May I leave you with a potpourri of quotes to tease your interests:

 

          “I also write about reproduction…..

 

          My women need to be ordinary…

 

          I am very interested in uncertainty…

 

          I am anti- Rose of Tralee…

 

          I am against the idea of importance…”

 

 

An hour with Professor John Gray

 

 

Black Mass - cover

Gray, a prominent British political philosopher/author is currently Professor of European Thought at the LSE.

 

His talk started from the premise that progress in human affairs is an illusion. Although, he does believe that progress in science and technology is possible and open to proof.

 

He argues that the world’s great advances, for example the prohibition of torture, are ultimately reversed – see contemporary Iraq.

 

After a very broad outline of the contemporary landscape, Gray left us with two predictions:

 

·        The future global war will be fought over finite resources, e.g. water

·        Global redistribution of resources is not possible.

 

However, his final offering cheered us all up – a Polish saying, “Don’t put too much hope in the end of the world”.

 

 

 

Edith Wharton and the Young Stalin

 

Young Stalin - cover        Stalin - photo

 

Great session, well chaired by Harry Ricketts, himself a biographer.

 

Two very intelligent biographers, who approach their craft from quite different sources – literature and politics – provided a wonderful chat.

 

Their warmth and respect for each other and their respective work ensured 60 minutes of enthralling, humourous, insightful and engaging conversation.

 

Each agreed that it is absolutely necessary that their subjects are compelling; no less than the delights they brought to us in too short a time.

 

 

 

An hour with Michael Pollan

 

Pollan's writing house                In Defense of Food - cover

 

Pollan, a very engaging speaker and acclaimed author of the bestseller, The Omnivore’s Dilemma, spoke passionately about the food industry and its parasitic relationship with the environment and the health of the world’s population.

 

His most recent book, In Defence of Food: the Myth of Nutrition and the Pleasures of Eating, promotes the simple and yet vital truth – Eat food. Not too much. Mostly plants. The next 50,000 words, to satisfy publisher demands, elaborates on these insightful suggestions.

 

Pollan deserves to be read and discussed by all seeking an alternative to the fast-food world that is only leading us at catastrophic speed to a global pandemic.

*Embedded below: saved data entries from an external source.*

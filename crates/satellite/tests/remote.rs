#![cfg(unix)]

use std::os::unix::fs::PermissionsExt;
use std::path::{Path, PathBuf};
use std::time::Duration;

use tokio::sync::mpsc::Receiver;
use zenith_core::{BuildError, BuildOutcome, BuildRequest, BuildTarget, Credential, RemoteTarget, Secret};
use zenith_ops::SessionSlot;
use zenith_satellite::{SatelliteOrchestrator, Tools, FAIL_MARKER, OK_MARKER};

/// A fake satellite: `ssh` runs the remote command locally with a fake
/// toolchain on PATH and HOME/TMPDIR sandboxed.
struct Fixture {
    root: PathBuf,
    local: PathBuf,
    remote: PathBuf,
    ssh: PathBuf,
    key: PathBuf,
}

fn script(path: &Path, body: &str) {
    std::fs::write(path, format!("#!/bin/sh\n{}\n", body)).unwrap();
    std::fs::set_permissions(path, std::fs::Permissions::from_mode(0o755)).unwrap();
}

impl Fixture {
    fn new(tag: &str, xcodebuild: &str) -> Self {
        let nanos = std::time::SystemTime::now().duration_since(std::time::UNIX_EPOCH).unwrap().as_nanos();
        let root = std::env::temp_dir().join(format!("zenith-sat-{}-{}", tag, nanos));
        let (local, remote, bin) = (root.join("local"), root.join("remote"), root.join("bin"));
        for d in [local.join("ios"), remote.join("ios/Pods"), bin.clone(), root.join("home"), root.join("tmp")] {
            std::fs::create_dir_all(d).unwrap();
        }
        script(&bin.join("xcodebuild"), xcodebuild);
        script(&bin.join("xcrun"), "exit 1");
        script(&bin.join("pod"), "exit 1");
        // keep the reset from touching real processes on the test host
        script(&bin.join("killall"), "exit 0");
        script(&bin.join("watchman"), "exit 0");
        let ssh = root.join("fake-ssh");
        script(
            &ssh,
            &format!(
                r#"touch '{root}/ssh-invoked'
for a; do last="$a"; done
case "$last" in *pkill*) touch '{root}/remote-kill'; exit 0;; esac
export PATH='{bin}':"$PATH" HOME='{root}/home' TMPDIR='{root}/tmp'
exec sh -c "$last""#,
                root = root.display(),
                bin = bin.display()
            ),
        );
        let key = root.join("id_test");
        std::fs::write(&key, b"not a real key").unwrap();
        Self { root, local, remote, ssh, key }
    }

    fn target(&self) -> RemoteTarget {
        RemoteTarget {
            host: "satellite.test".into(),
            user: "dev".into(),
            credential: Credential::KeyFile(self.key.clone()),
            remote_project_path: self.remote.to_string_lossy().to_string(),
            scheme: "Demo".into(),
        }
    }

    fn orchestrator(&self, rsync: &str) -> SatelliteOrchestrator {
        let tools = Tools { rsync: rsync.into(), ssh: self.ssh.to_string_lossy().to_string(), ..Tools::default() };
        SatelliteOrchestrator::new(SessionSlot::new(), tools)
    }

    fn request(&self, target: BuildTarget) -> BuildRequest { BuildRequest::remote(&self.local, target, self.target()) }

    fn ssh_invoked(&self) -> bool { self.root.join("ssh-invoked").exists() }
}

async fn collect(rx: &mut Receiver<String>) -> Vec<String> {
    let mut out = Vec::new();
    while let Ok(Some(l)) = tokio::time::timeout(Duration::from_secs(10), rx.recv()).await {
        out.push(l);
    }
    out
}

#[tokio::test]
async fn successful_remote_build_hides_markers() {
    let fx = Fixture::new("ok", "echo \"CompileSwift normal arm64 $*\"\necho '** BUILD SUCCEEDED **'");
    let sat = fx.orchestrator("true");
    let mut h = sat.start(&fx.request(BuildTarget::Simulator)).await.unwrap();
    let lines = collect(&mut h.rx).await;
    assert!(lines.iter().any(|l| l.contains("pre-flight passed")), "{:?}", lines);
    assert!(lines.contains(&"** BUILD SUCCEEDED **".to_string()), "{:?}", lines);
    assert!(!lines.iter().any(|l| l.contains(OK_MARKER) || l.contains(FAIL_MARKER)));
    let done = h.done.await.unwrap();
    assert_eq!(done.outcome, BuildOutcome::Success { artifact: None, archive_error: None });
    assert!(!sat.cancel().await);
}

#[tokio::test]
async fn remote_failure_is_execution_error_with_log() {
    let fx = Fixture::new("fail", "echo 'error: no such module'\nexit 65");
    let sat = fx.orchestrator("true");
    let h = sat.start(&fx.request(BuildTarget::Device)).await.unwrap();
    let done = h.done.await.unwrap();
    let log = match &done.outcome {
        BuildOutcome::Failure { error: BuildError::RemoteExecution(msg), diagnostic_log_path: Some(p) } => {
            assert!(msg.contains("65"), "{}", msg);
            p.clone()
        }
        other => panic!("unexpected outcome {:?}", other),
    };
    assert!(log.file_name().unwrap().to_string_lossy().starts_with("ios_build_fail_"));
    assert!(std::fs::read_to_string(&log).unwrap().contains("error: no such module"));
}

#[tokio::test]
async fn sync_failure_never_starts_execution() {
    let fx = Fixture::new("sync", "echo '** BUILD SUCCEEDED **'");
    let sat = fx.orchestrator("false");
    let mut h = sat.start(&fx.request(BuildTarget::Simulator)).await.unwrap();
    let lines = collect(&mut h.rx).await;
    let done = h.done.await.unwrap();
    assert!(matches!(done.outcome, BuildOutcome::Failure { error: BuildError::Sync(_), .. }), "{:?}", done.outcome);
    assert!(!fx.ssh_invoked(), "execution phase must not run after a sync failure");
    assert!(!lines.iter().any(|l| l.contains("pre-flight")));
}

#[tokio::test]
async fn unusable_target_fails_in_sync_phase() {
    let fx = Fixture::new("nohost", "true");
    let sat = fx.orchestrator("true");
    let mut target = fx.target();
    target.host = String::new();
    let h = sat.start(&BuildRequest::remote(&fx.local, BuildTarget::Simulator, target)).await.unwrap();
    let done = h.done.await.unwrap();
    assert!(matches!(done.outcome, BuildOutcome::Failure { error: BuildError::Sync(_), .. }));
    assert!(!fx.ssh_invoked());
}

#[tokio::test]
async fn session_without_marker_is_execution_error() {
    let fx = Fixture::new("nomarker", "true");
    script(&fx.ssh, "echo 'Connection reset by peer' >&2\nexit 255");
    let sat = fx.orchestrator("true");
    let h = sat.start(&fx.request(BuildTarget::Simulator)).await.unwrap();
    match h.done.await.unwrap().outcome {
        BuildOutcome::Failure { error: BuildError::RemoteExecution(msg), .. } => assert!(msg.contains("255"), "{}", msg),
        other => panic!("unexpected outcome {:?}", other),
    }
}

#[tokio::test]
async fn cancel_during_execution_releases_locally_and_kills_remotely() {
    let fx = Fixture::new("cancel", "echo compiling\nsleep 30");
    let sat = fx.orchestrator("true");
    let mut h = sat.start(&fx.request(BuildTarget::Simulator)).await.unwrap();
    loop {
        match tokio::time::timeout(Duration::from_secs(10), h.rx.recv()).await {
            Ok(Some(l)) if l == "compiling" => break,
            Ok(Some(_)) => continue,
            other => panic!("build never started: {:?}", other),
        }
    }
    let cancelled = tokio::time::timeout(Duration::from_secs(5), sat.cancel()).await.expect("cancel blocked");
    assert!(cancelled);
    assert_eq!(h.done.await.unwrap().outcome, BuildOutcome::Cancelled);

    // remote kill is detached; give it a moment
    let killed = fx.root.join("remote-kill");
    for _ in 0..50 {
        if killed.exists() {
            break;
        }
        tokio::time::sleep(Duration::from_millis(50)).await;
    }
    assert!(killed.exists(), "remote kill was not attempted");
}

#[tokio::test]
async fn local_and_remote_sessions_exclude_each_other() {
    let fx = Fixture::new("excl", "echo compiling\nsleep 30");
    let sat = fx.orchestrator("true");
    let _h = sat.start(&fx.request(BuildTarget::Simulator)).await.unwrap();
    let err = sat.start(&fx.request(BuildTarget::Simulator)).await.err();
    assert!(matches!(err, Some(BuildError::AlreadyRunning(_))));
    let err = sat.reset(&fx.target()).await.err();
    assert!(matches!(err, Some(BuildError::AlreadyRunning(_))));
    assert!(sat.cancel().await);
}

#[tokio::test]
async fn reset_continues_past_failed_steps() {
    let fx = Fixture::new("reset", "echo cleaned");
    let sat = fx.orchestrator("true");
    let mut h = sat.reset(&fx.target()).await.unwrap();
    let lines = collect(&mut h.rx).await;
    let report = h.done.await.unwrap();
    assert!(report.outcome.is_success(), "{:?}", report.outcome);
    assert_eq!(report.failed_steps, vec![5, 7]);
    assert!(lines.iter().any(|l| l.contains("step 7")), "{:?}", lines);
    assert!(lines.iter().any(|l| l.contains("nuclear reset complete")));
    assert!(!fx.remote.join("ios/Pods").exists(), "pods purge step must have run");
}

#[tokio::test]
async fn password_auth_goes_through_sshpass() {
    let fx = Fixture::new("pw", "true");
    let sat = SatelliteOrchestrator::new(
        SessionSlot::new(),
        Tools { rsync: "true".into(), sshpass: "zenith-no-such-sshpass".into(), ..Tools::default() },
    );
    let mut target = fx.target();
    target.credential = Credential::Password(Secret::new("pw"));
    let h = sat.start(&BuildRequest::remote(&fx.local, BuildTarget::Simulator, target)).await.unwrap();
    // sshpass is missing, so the transfer cannot even start
    match h.done.await.unwrap().outcome {
        BuildOutcome::Failure { error: BuildError::Sync(msg), .. } => assert!(msg.contains("zenith-no-such-sshpass"), "{}", msg),
        other => panic!("unexpected outcome {:?}", other),
    }
}

#[tokio::test]
async fn cancel_during_sync_never_reaches_the_remote() {
    let fx = Fixture::new("synccancel", "echo '** BUILD SUCCEEDED **'");
    let rsync = fx.root.join("slow-rsync");
    script(&rsync, "echo 'sending incremental file list'\nexec sleep 30");
    let sat = fx.orchestrator(&rsync.to_string_lossy());
    let mut h = sat.start(&fx.request(BuildTarget::Simulator)).await.unwrap();
    loop {
        match tokio::time::timeout(Duration::from_secs(10), h.rx.recv()).await {
            Ok(Some(l)) if l.contains("sending incremental file list") => break,
            Ok(Some(_)) => continue,
            other => panic!("transfer never started: {:?}", other),
        }
    }
    let cancelled = tokio::time::timeout(Duration::from_secs(5), sat.cancel()).await.expect("cancel blocked");
    assert!(cancelled);
    assert_eq!(h.done.await.unwrap().outcome, BuildOutcome::Cancelled);
    assert!(!sat.cancel().await, "slot must be free after a cancelled sync");
    assert!(!fx.ssh_invoked(), "execution phase must not run after a cancelled sync");
}

#[tokio::test]
async fn markers_printed_during_sync_are_plain_output() {
    let fx = Fixture::new("syncmarker", "echo 'error: signing failed'\nexit 65");
    let rsync = fx.root.join("chatty-rsync");
    script(&rsync, &format!("echo '{}'\nexit 0", OK_MARKER));
    let sat = fx.orchestrator(&rsync.to_string_lossy());
    let mut h = sat.start(&fx.request(BuildTarget::Simulator)).await.unwrap();
    let lines = collect(&mut h.rx).await;
    assert!(lines.iter().any(|l| l.contains(OK_MARKER)), "{:?}", lines);
    match h.done.await.unwrap().outcome {
        BuildOutcome::Failure { error: BuildError::RemoteExecution(msg), .. } => assert!(msg.contains("65"), "{}", msg),
        other => panic!("unexpected outcome {:?}", other),
    }
}

#[tokio::test]
async fn home_relative_remote_path_is_expanded_remotely() {
    let fx = Fixture::new("tilde", "echo '** BUILD SUCCEEDED **'");
    std::fs::create_dir_all(fx.root.join("home/proj/ios/Pods")).unwrap();
    let sat = fx.orchestrator("true");
    let mut target = fx.target();
    target.remote_project_path = "~/proj".into();
    let mut h = sat.start(&BuildRequest::remote(&fx.local, BuildTarget::Simulator, target)).await.unwrap();
    let lines = collect(&mut h.rx).await;
    assert!(lines.contains(&"** BUILD SUCCEEDED **".to_string()), "{:?}", lines);
    assert_eq!(h.done.await.unwrap().outcome, BuildOutcome::Success { artifact: None, archive_error: None });
}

Anthony’s Auckland Day Three

20 05 2008

An hour with Simon Montefiore

 

 

 This was a scintillating hour with a most acclaimed historian who has tackled the subject of Stalin, not once but twice. The first being, Stalin, the Court of the Red Tsar, and the second title being Young Stalin. Both biographies have been highly acclaimed. 

 

Recently, Montefiore has completed his first novel, Sashenka. The novel is set in the times of Stalin. But for Montefiore this novel gave him the opportunity of describing how people and families survived these times. He was particularly interested in knowing how children survived. The time of terror has been written about many times, its effect on people has not received the attention it deserved. For The author, the novel format offered the ideal format to tell the story without being dependent on the facts.

 

Montefiore outlined his journey with the Kremlin from approval (for his earlier book on Catherine the Great) to rejection, in access to archives being made very difficult. Some wonderfully funny anecdotes were shared, including the janitor who had assumed the title of the Professor at one archive, and fixed Simon in his glare with one question – Are you going to be fair to Comrade Stalin?

 

One of the most important conclusions Montefiore leaves us with concerns the calculability of those around Stalin. In fact, as we view the history of dictatorships throughout the world, the same calculability is present more often than not – Zimbabwe, Chile, the list goes on.

 

Full marks to Finlay Macdonald for his intelligent chairing of the session.

 

 

 

 An hour with Hermione Lee: the Michael King Memorial Lecture

 

 

 

 

To date this ranks as one of my highlights of the entire Festival. Lee is an articulate, engaging and thoroughly entertaining speaker. When academics get it right they really do  a superb job!

 

For the last 17 years Lee has spent considerable time in the company of two of literature’s most important writers – Virginia Woolf and Edith Wharton. This period has produced two outstanding biographies. At the same time Lee has become of the most significant modern-day biographers. Her wonderful book, Body Parts: Essays on Life-Writing, supplements the biographies themselves in a most approachable manner.

 

Lee’s passionate overview of the writing of Edith Wharton painted a totally insightful and complete (as far as the biographer is able – Montefiore later exclaimed – we can never know anyone) picture of the formidable character of Edith Wharton. A thoroughly stimulating hour in the presence of a superb presentation and most engaging person.

 

An hour with J.M.Coetzee

 

 

                             

 

 

As I walked out of the theatre I overheard the comment an exchange as follows – “he is such a weird person…. but he can write”. I suspect that Coetzee would have smiled wryly if he had heard such an exchange. The expectations were high; the theatre was nearly full for one of world literature’s most significant writers. The Independent recently reported “if you are interested in literature, ideas and the reach of art deep into the heart of humanity – you must read Diary of a Bad Year (his latest work). And yet… many were left dissatisfied. Why?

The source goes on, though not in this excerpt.